Traceback (most recent call last):

  File "<ipython-input-14-af3912e69f8b>", line 1, in <module>
    runfile('C:/Users/AWESOME-O 4000/Desktop/Speciale/Data/NN.py', wdir='C:/Users/AWESOME-O 4000/Desktop/Speciale/Data')

  File "C:\Anaconda3\lib\site-packages\spyder_kernels\customize\spydercustomize.py", line 678, in runfile
    execfile(filename, namespace)

  File "C:\Anaconda3\lib\site-packages\spyder_kernels\customize\spydercustomize.py", line 106, in execfile
    exec(compile(f.read(), filename, 'exec'), namespace)

  File "C:/Users/AWESOME-O 4000/Desktop/Speciale/Data/NN.py", line 107, in <module>
    output = cnn(b_x)               # cnn output

  File "C:\Anaconda3\lib\site-packages\torch\nn\modules\module.py", line 477, in __call__
    result = self.forward(*input, **kwargs)

  File "C:/Users/AWESOME-O 4000/Desktop/Speciale/Data/NN.py", line 87, in forward
    x = self.conv1(x)

  File "C:\Anaconda3\lib\site-packages\torch\nn\modules\module.py", line 477, in __call__
    result = self.forward(*input, **kwargs)

  File "C:\Anaconda3\lib\site-packages\torch\nn\modules\container.py", line 91, in forward
    input = module(input)

  File "C:\Anaconda3\lib\site-packages\torch\nn\modules\module.py", line 477, in __call__
    result = self.forward(*input, **kwargs)

  File "C:\Anaconda3\lib\site-packages\torch\nn\modules\conv.py", line 176, in forward
    self.padding, self.dilation, self.groups)

RuntimeError: Given groups=1, weight of size [16, 3, 5], expected input[1, 1429, 3] to have 3 channels, but got 1429 channels instead

I am very new to pytorch (still havn’t done a single network yet). And have a hard time understanding when tensors change size. Once this is fixed my next problem is that my sequences have different length, but this i will fix later :smiley:

Any help/insight is greatly appreciated. I feel like its most likely an error stemming from my custom data.Dataset or the network/training loop.
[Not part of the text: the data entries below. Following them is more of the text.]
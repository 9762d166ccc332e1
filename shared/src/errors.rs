//! Error types for the nutrition engine

use crate::types::BmrFormula;
use crate::validation::ValidationResult;
use thiserror::Error;

/// Engine-wide error type
#[derive(Error, Debug, Clone, PartialEq)]
pub enum NutritionError {
    #[error("{field} must be greater than zero")]
    NonPositive { field: &'static str },

    #[error("{field} must be a valid number")]
    NotFinite { field: &'static str },

    #[error("age must be at most {max} years, got {0}", max = crate::tables::limits::MAX_AGE_YEARS)]
    AgeOutOfRange(u32),

    #[error("{formula} requires a body-fat percentage")]
    MissingBodyFat { formula: BmrFormula },

    #[error("body-fat percentage must be between 0 and 100, got {0}")]
    BodyFatOutOfRange(f64),

    #[error("unrecognized {kind}: '{value}'")]
    UnknownValue { kind: &'static str, value: String },

    #[error("caloric adjustment must not be negative, got {0}")]
    NegativeAdjustment(f64),

    #[error("fat energy share must be between 0 and 100 percent, got {0}")]
    FatShareOutOfRange(f64),

    /// The equation produced no usable basal rate for these measurements
    #[error("{formula} yields a non-positive BMR ({kcal:.1} kcal) for these measurements")]
    NonPositiveBmr { formula: BmrFormula, kcal: f64 },

    /// Protein and fat together consume the whole caloric budget
    #[error(
        "protein ({protein_kcal:.0} kcal) and fat ({fat_kcal:.0} kcal) leave no energy for carbohydrate out of {energy_kcal:.0} kcal"
    )]
    CarbohydrateBudgetExhausted {
        protein_kcal: f64,
        fat_kcal: f64,
        energy_kcal: f64,
    },

    /// Pre-calculation validation rejected the input; carries every finding
    #[error("invalid input: {}", .0.errors.join("; "))]
    InvalidInput(ValidationResult),

    /// A derived plan broke one of its own invariants
    #[error("inconsistent plan: {}", .0.errors.join("; "))]
    InconsistentPlan(ValidationResult),

    #[error("invalid engine configuration: {}", .0.errors.join("; "))]
    InvalidConfig(ValidationResult),
}

impl NutritionError {
    /// Whether the error comes from the caller's input rather than a derived value
    pub fn is_input_error(&self) -> bool {
        !matches!(
            self,
            NutritionError::NonPositiveBmr { .. }
                | NutritionError::CarbohydrateBudgetExhausted { .. }
                | NutritionError::InconsistentPlan(_)
                | NutritionError::InvalidConfig(_)
        )
    }
}

/// Reject zero, negative and non-finite values for a named field
pub(crate) fn ensure_positive(value: f64, field: &'static str) -> Result<(), NutritionError> {
    if !value.is_finite() {
        return Err(NutritionError::NotFinite { field });
    }
    if value <= 0.0 {
        return Err(NutritionError::NonPositive { field });
    }
    Ok(())
}

#[cfg(test)]
mod tests {
    use super::*;

    #[test]
    fn test_non_positive_message() {
        let err = NutritionError::NonPositive { field: "weight" };
        assert_eq!(err.to_string(), "weight must be greater than zero");
    }

    #[test]
    fn test_missing_body_fat_names_formula() {
        let err = NutritionError::MissingBodyFat {
            formula: BmrFormula::KatchMcArdle,
        };
        assert_eq!(err.to_string(), "Katch-McArdle requires a body-fat percentage");
    }

    #[test]
    fn test_ensure_positive() {
        assert!(ensure_positive(70.0, "weight").is_ok());
        assert_eq!(
            ensure_positive(0.0, "height"),
            Err(NutritionError::NonPositive { field: "height" })
        );
        assert_eq!(
            ensure_positive(f64::NAN, "weight"),
            Err(NutritionError::NotFinite { field: "weight" })
        );
    }

    #[test]
    fn test_derivation_errors_are_not_input_errors() {
        let err = NutritionError::CarbohydrateBudgetExhausted {
            protein_kcal: 800.0,
            fat_kcal: 600.0,
            energy_kcal: 1200.0,
        };
        assert!(!err.is_input_error());
        assert!(NutritionError::NegativeAdjustment(-1.0).is_input_error());
    }
}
Which is why i have that code pasted in.
My plan is to do 3 data.Dataset classes, one for each class. And then concanate them into one data set.

If any information is missing let me know and i will provide as best as i can.

regards

nn.Conv1d expects your input to be [batch_size, channels, length], see the docs. Could you try to swap the axes using:

b_x = b_x.permute(0, 2, 1)

Alternatively you could reshape it in your Dataset's __getitem__ so that your training loop stays a bit cleaner.

Thank you so much for your reply.

I fixed the error by transposing the numpy array in the Dataset’s getitem as you requested :slight_smile:

The line is now:

single_track = torch.from_numpy(np.transpose(genfromtxt(self.list_of_data_files[index], delimiter=','))[:,1:])

Unfortunately a new error popped up now calling an error in the type of tensor. I use FloatTensor but it expects a DoubleTensor.

RuntimeError: Expected object of type torch.DoubleTensor but found type torch.FloatTensor for argument #2 'weight'

For what i understand its an error that occurs when it uses both cpu and gpu? I don’t know how to set which processor to use so will have to look into that :slight_smile:

Probably, you may need to call .float() on your data and models to solve this.

1 Like

Thank you! Now it works (except for my different sequence lengths, but i will look into padding now :smile: )

Hello I am new to pytorch as well - where would I insert the .float()?

So what does the final code that works look like?